Na última edição do ano, esta coluna, que voltará em janeiro, reafirma o compromisso com a democracia como um fim — e não como meio de afirmação ideológica
Nuno Vasconcellos
Para se ter uma ideia de como 2023 foi rico em surpresas e repleto de emoções, basta lembrar que o ano começou com a perplexidade diante das manifestações do dia 8 de janeiro, em Brasília, e terminou sob impacto do atentado covarde praticado pelos terroristas do Hamas, no dia 7 de outubro, que arrastou Israel para uma guerra que já se estende por mais de dois meses e parece não ter data para terminar.

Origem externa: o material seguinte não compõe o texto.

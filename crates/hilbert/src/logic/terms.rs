//! Candidate substitution terms derived from the goal
//!
//! Every subformula of the goal becomes a term. Negations are never "flipped"
//! while descending through a `!` node: the operand of `!p` is `p`, and with
//! negated terms enabled both `p` and `!p` (and `!!p`) are admitted.

use super::formula::Formula;
use indexmap::IndexSet;

/// Insertion-ordered, duplicate-free set of candidate terms.
#[derive(Debug, Clone, Default, PartialEq, Eq)]
pub struct TermUniverse {
    terms: IndexSet<Formula>,
}

impl TermUniverse {
    pub fn new() -> Self {
        TermUniverse {
            terms: IndexSet::new(),
        }
    }

    /// Add a term; returns false if it was already present
    pub fn insert(&mut self, term: Formula) -> bool {
        self.terms.insert(term)
    }

    pub fn contains(&self, term: &Formula) -> bool {
        self.terms.contains(term)
    }

    pub fn get(&self, index: usize) -> Option<&Formula> {
        self.terms.get_index(index)
    }

    pub fn len(&self) -> usize {
        self.terms.len()
    }

    pub fn is_empty(&self) -> bool {
        self.terms.is_empty()
    }

    pub fn iter(&self) -> impl Iterator<Item = &Formula> + '_ {
        self.terms.iter()
    }
}

impl FromIterator<Formula> for TermUniverse {
    fn from_iter<I: IntoIterator<Item = Formula>>(iter: I) -> Self {
        TermUniverse {
            terms: iter.into_iter().collect(),
        }
    }
}

impl<'a> IntoIterator for &'a TermUniverse {
    type Item = &'a Formula;
    type IntoIter = indexmap::set::Iter<'a, Formula>;

    fn into_iter(self) -> Self::IntoIter {
        self.terms.iter()
    }
}

/// Decompose `goal` into the term universe.
///
/// Subformulas are added in post-order. With `include_negations` a second
/// pass adds `!s` for every subformula `s`. With `include_self_implication`
/// the term `(goal => goal)` is added last.
pub fn build_terms(
    goal: &Formula,
    include_negations: bool,
    include_self_implication: bool,
) -> TermUniverse {
    let subformulas = goal.subformulas();
    let mut terms: TermUniverse = subformulas.iter().cloned().collect();

    if include_negations {
        for sub in subformulas {
            terms.insert(Formula::not(sub));
        }
    }

    if include_self_implication {
        terms.insert(Formula::implies(goal.clone(), goal.clone()));
    }

    terms
}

Isso sem falar na chegada do “libertário” — e, até segunda ordem, “ultraliberal” — Javier Milei ao poder na Argentina e na ideia absurda do ditador da Venezuela Nicolás Maduro de grilar mais da metade do território de sua vizinha Guiana.
No Brasil, as notícias mais
recentes foram a aprovação pelo Senado do nome do ministro da Justiça Flávio
Dino para o Supremo Federal e a aprovação em primeiro turno, na sexta-feira
passada, do projeto de Reforma Tributária do governo. Ou seja, o Poder Legislativo
sempre surpreende pela capacidade de nunca surpreender. Nos temas que realmente
interessam, por mais que a oposição ponha um obstáculo aqui e outro acolá, o
Congresso sempre acaba dizendo sim à vontade do Planalto.
Ao longo de 2023, esta coluna reagiu a todos os fatos relevantes, sempre deixando claro que suas posições foram orientadas pelos valores democráticos. Aqui, é necessário mencionar um ponto importante. No Brasil e no mundo, muita gente se apresenta como democrata, mas, na prática, defende ideias e posturas que chegam a ser opostas à desse regime. Entre nós, há muitos militantes de partidos que gostariam de fazer como fizeram os “bolivarianos” da Venezuela, que se valeram das regras da democracia como um meio de alcançar o poder e, uma vez lá, submeteram o povo a uma ditadura abjeta e cruel. Essa postura é condenável, tanto em governos de esquerda quanto de direita!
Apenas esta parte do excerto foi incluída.